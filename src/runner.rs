//! Run coordination: at most one pipeline run in flight.
//!
//! [`RunCoordinator`] is owned by the host process and shared by every
//! trigger (scheduler, HTTP, CLI). A trigger that arrives while a run is
//! in progress gets [`TriggerOutcome::Busy`] immediately; it is never
//! queued.

use std::sync::atomic::{AtomicBool, Ordering};

use chrono::{DateTime, Utc};
use serde::Serialize;
use tokio::sync::Mutex;

use crate::models::RunReport;
use crate::pipeline::Harvester;

/// Result of asking for a run.
#[derive(Debug, Clone, Serialize)]
#[serde(tag = "status")]
pub enum TriggerOutcome {
    #[serde(rename = "busy")]
    Busy,
    #[serde(rename = "ok")]
    Completed {
        #[serde(rename = "lastRun")]
        finished_at: DateTime<Utc>,
        report: RunReport,
    },
    #[serde(rename = "error")]
    Failed {
        #[serde(rename = "lastRun")]
        finished_at: DateTime<Utc>,
        error: String,
    },
}

/// Holds the busy flag; releasing happens on drop.
pub struct RunGuard<'a> {
    running: &'a AtomicBool,
}

impl Drop for RunGuard<'_> {
    fn drop(&mut self) {
        self.running.store(false, Ordering::Release);
    }
}

#[derive(Default)]
pub struct RunCoordinator {
    running: AtomicBool,
    last: Mutex<Option<TriggerOutcome>>,
    next_run: Mutex<Option<DateTime<Utc>>>,
}

impl RunCoordinator {
    pub fn new() -> Self {
        Self::default()
    }

    /// Claims the run slot, or `None` if a run is already in flight.
    pub fn try_acquire(&self) -> Option<RunGuard<'_>> {
        self.running
            .compare_exchange(false, true, Ordering::AcqRel, Ordering::Acquire)
            .ok()
            .map(|_| RunGuard {
                running: &self.running,
            })
    }

    pub fn is_running(&self) -> bool {
        self.running.load(Ordering::Acquire)
    }

    /// Runs the pipeline unless another run holds the slot.
    pub async fn trigger(&self, harvester: &Harvester) -> TriggerOutcome {
        let Some(_guard) = self.try_acquire() else {
            return TriggerOutcome::Busy;
        };

        let outcome = match harvester.run_once().await {
            Ok(report) => TriggerOutcome::Completed {
                finished_at: Utc::now(),
                report,
            },
            Err(e) => TriggerOutcome::Failed {
                finished_at: Utc::now(),
                error: format!("{:#}", e),
            },
        };

        *self.last.lock().await = Some(outcome.clone());
        outcome
    }

    /// The most recent finished run, if any.
    pub async fn last_outcome(&self) -> Option<TriggerOutcome> {
        self.last.lock().await.clone()
    }

    pub async fn next_run(&self) -> Option<DateTime<Utc>> {
        *self.next_run.lock().await
    }

    pub async fn set_next_run(&self, at: Option<DateTime<Utc>>) {
        *self.next_run.lock().await = at;
    }
}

§ GOAL OF THE EXERCISE: Return every line of the listing that has the word "TriggerOutcome" in it.

§ SOLUTION TO THE PROBLEM:
//! in progress gets [`TriggerOutcome::Busy`] immediately; it is never
pub enum TriggerOutcome {
    last: Mutex<Option<TriggerOutcome>>,
    pub async fn trigger(&self, harvester: &Harvester) -> TriggerOutcome {
            return TriggerOutcome::Busy;
            Ok(report) => TriggerOutcome::Completed {
            Err(e) => TriggerOutcome::Failed {
    pub async fn last_outcome(&self) -> Option<TriggerOutcome> {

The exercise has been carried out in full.